Exercise brief – Answer with a single number stating how many lines of the entries below include the string "info".

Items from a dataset
━━━━
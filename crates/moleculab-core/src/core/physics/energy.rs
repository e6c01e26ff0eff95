use super::params::SimulationParams;
use super::potentials;
use crate::core::catalog::Catalog;
use crate::core::models::store::EntityStore;
use serde::Serialize;
use tracing::{instrument, warn};

/// Breakdown of the workspace energy. Always derived from current state.
#[derive(Debug, Clone, Copy, PartialEq, Default, Serialize)]
pub struct EnergyReport {
    pub kinetic: f64,
    pub potential: f64,
    pub thermal: f64,
    pub total: f64,
}

impl EnergyReport {
    pub fn new(kinetic: f64, potential: f64, thermal: f64) -> Self {
        Self {
            kinetic,
            potential,
            thermal,
            total: kinetic + potential + thermal,
        }
    }

    pub fn zero() -> Self {
        Self::default()
    }
}

/// Sum of `0.5 · m · |v|²` over all atoms.
pub fn kinetic_energy(store: &EntityStore, catalog: &Catalog) -> f64 {
    store
        .atoms_iter()
        .map(|atom| potentials::kinetic(catalog.element(atom.element).mass, atom.speed_squared()))
        .sum()
}

/// Sum of the harmonic length-deviation penalty over all bonds.
///
/// Uses the strength and equilibrium length stored on each bond, not the
/// catalog's current values.
pub fn potential_energy(store: &EntityStore) -> f64 {
    let mut total = 0.0;
    for bond in store.bonds_iter() {
        let (Some(a), Some(b)) = (store.atom(bond.atom1_id), store.atom(bond.atom2_id)) else {
            warn!(
                "Skipping bond {} with a missing endpoint ({} - {}).",
                bond.id, bond.atom1_id, bond.atom2_id
            );
            continue;
        };
        let distance = nalgebra::distance(&a.position, &b.position);
        total += potentials::harmonic_deviation(distance, bond.length, bond.strength);
    }
    total
}

/// Recomputes the full energy report from scratch.
#[instrument(level = "trace", skip_all, fields(atoms = store.atom_count(), bonds = store.bond_count()))]
pub fn evaluate(store: &EntityStore, catalog: &Catalog, params: &SimulationParams) -> EnergyReport {
    EnergyReport::new(
        kinetic_energy(store, catalog),
        potential_energy(store),
        potentials::thermal_bath(params.temperature),
    )
}

#[cfg(test)]
mod tests {
    use super::*;
    use crate::core::catalog::{BondKind, Element};
    use nalgebra::{Point3, Vector3};

    const TOLERANCE: f64 = 1e-9;

    fn f64_approx_equal(a: f64, b: f64) -> bool {
        (a - b).abs() < TOLERANCE
    }

    #[test]
    fn report_total_is_sum_of_terms() {
        let report = EnergyReport::new(1.5, 2.0, 0.5);
        assert_eq!(report.total, 4.0);
    }

    #[test]
    fn empty_workspace_has_only_thermal_energy() {
        let store = EntityStore::new();
        let params = SimulationParams {
            temperature: 310.0,
            ..Default::default()
        };
        let report = evaluate(&store, &Catalog::builtin(), &params);

        assert_eq!(report.kinetic, 0.0);
        assert_eq!(report.potential, 0.0);
        assert_eq!(report.thermal, 310.0 * potentials::THERMAL_BATH_COEFFICIENT);
        assert_eq!(report.total, report.thermal);
    }

    #[test]
    fn kinetic_uses_element_mass() {
        let catalog = Catalog::builtin();
        let mut store = EntityStore::new();
        let id = store.add_atom(Element::Oxygen, Point3::origin());
        store.atom_mut(id).unwrap().velocity = Vector3::new(2.0, 0.0, 0.0);

        let expected = 0.5 * catalog.element(Element::Oxygen).mass * 4.0;
        assert!(f64_approx_equal(kinetic_energy(&store, &catalog), expected));
    }

    #[test]
    fn potential_for_stretched_double_bond() {
        let catalog = Catalog::builtin();
        let mut store = EntityStore::new();
        let c = store.add_atom(Element::Carbon, Point3::new(0.0, 0.0, 0.0));
        let o = store.add_atom(Element::Oxygen, Point3::new(1.5, 0.0, 0.0));
        let spec = catalog.bond_type(BondKind::Double);
        store.add_bond(c, o, spec).unwrap();

        let expected = spec.strength * (1.5 - spec.length).powi(2);
        assert!(f64_approx_equal(potential_energy(&store), expected));
    }

    #[test]
    fn thermal_term_does_not_scale_with_atom_count() {
        let catalog = Catalog::builtin();
        let params = SimulationParams::default();
        let mut store = EntityStore::new();
        let empty = evaluate(&store, &catalog, &params).thermal;
        for i in 0..10 {
            store.add_atom(Element::Hydrogen, Point3::new(i as f64, 0.0, 0.0));
        }
        assert_eq!(evaluate(&store, &catalog, &params).thermal, empty);
    }
}
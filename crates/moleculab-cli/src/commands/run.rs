use crate::cli::RunArgs;
use crate::config::build_config;
use crate::error::Result;
use crate::output;
use crate::utils::progress::CliProgressHandler;
use moleculab::core::physics::energy::EnergyReport;
use moleculab::engine::progress::ProgressReporter;
use moleculab::workflows::scenario;
use tracing::{debug, info};

pub fn run(args: RunArgs) -> Result<()> {
    info!("Merging scenario file and CLI arguments...");
    let app_config = build_config(&args)?;
    if let Some(path) = &app_config.catalog_path {
        println!("Using catalog: {}", path.display());
    }

    let progress_handler = CliProgressHandler::new();
    let reporter = ProgressReporter::with_callback(progress_handler.get_callback());

    println!(
        "Running scenario with {} atom(s), {} bond(s) for {} tick(s)...",
        app_config.scenario.atoms.len(),
        app_config.scenario.bonds.len(),
        app_config.scenario.ticks
    );
    info!("Invoking the scenario workflow...");
    let report = scenario::run(&app_config.scenario, &app_config.engine, &reporter)?;

    debug!(
        events = report.events.len(),
        "Engine lifecycle notices drained."
    );
    print_energy("Initial energy", &report.initial_energy);
    print_energy("Final energy", &report.snapshot.energy);
    println!(
        "Simulated {} tick(s), {:.4} s of scaled time.",
        report.snapshot.ticks, report.snapshot.simulated_time
    );

    if let Some(path) = &app_config.output_path {
        output::write_snapshot_json(path, &report.snapshot)?;
        println!("✓ Snapshot written to: {}", path.display());
    }
    if let Some(path) = &app_config.trace_path {
        output::write_trace_csv(path, &report.trace)?;
        println!("✓ Energy trace written to: {}", path.display());
    }

    Ok(())
}

fn print_energy(label: &str, energy: &EnergyReport) {
    println!(
        "{label}: total {:.4} (kinetic {:.4}, potential {:.4}, thermal {:.4})",
        energy.total, energy.kinetic, energy.potential, energy.thermal
    );
}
━━━━
Answer box – 3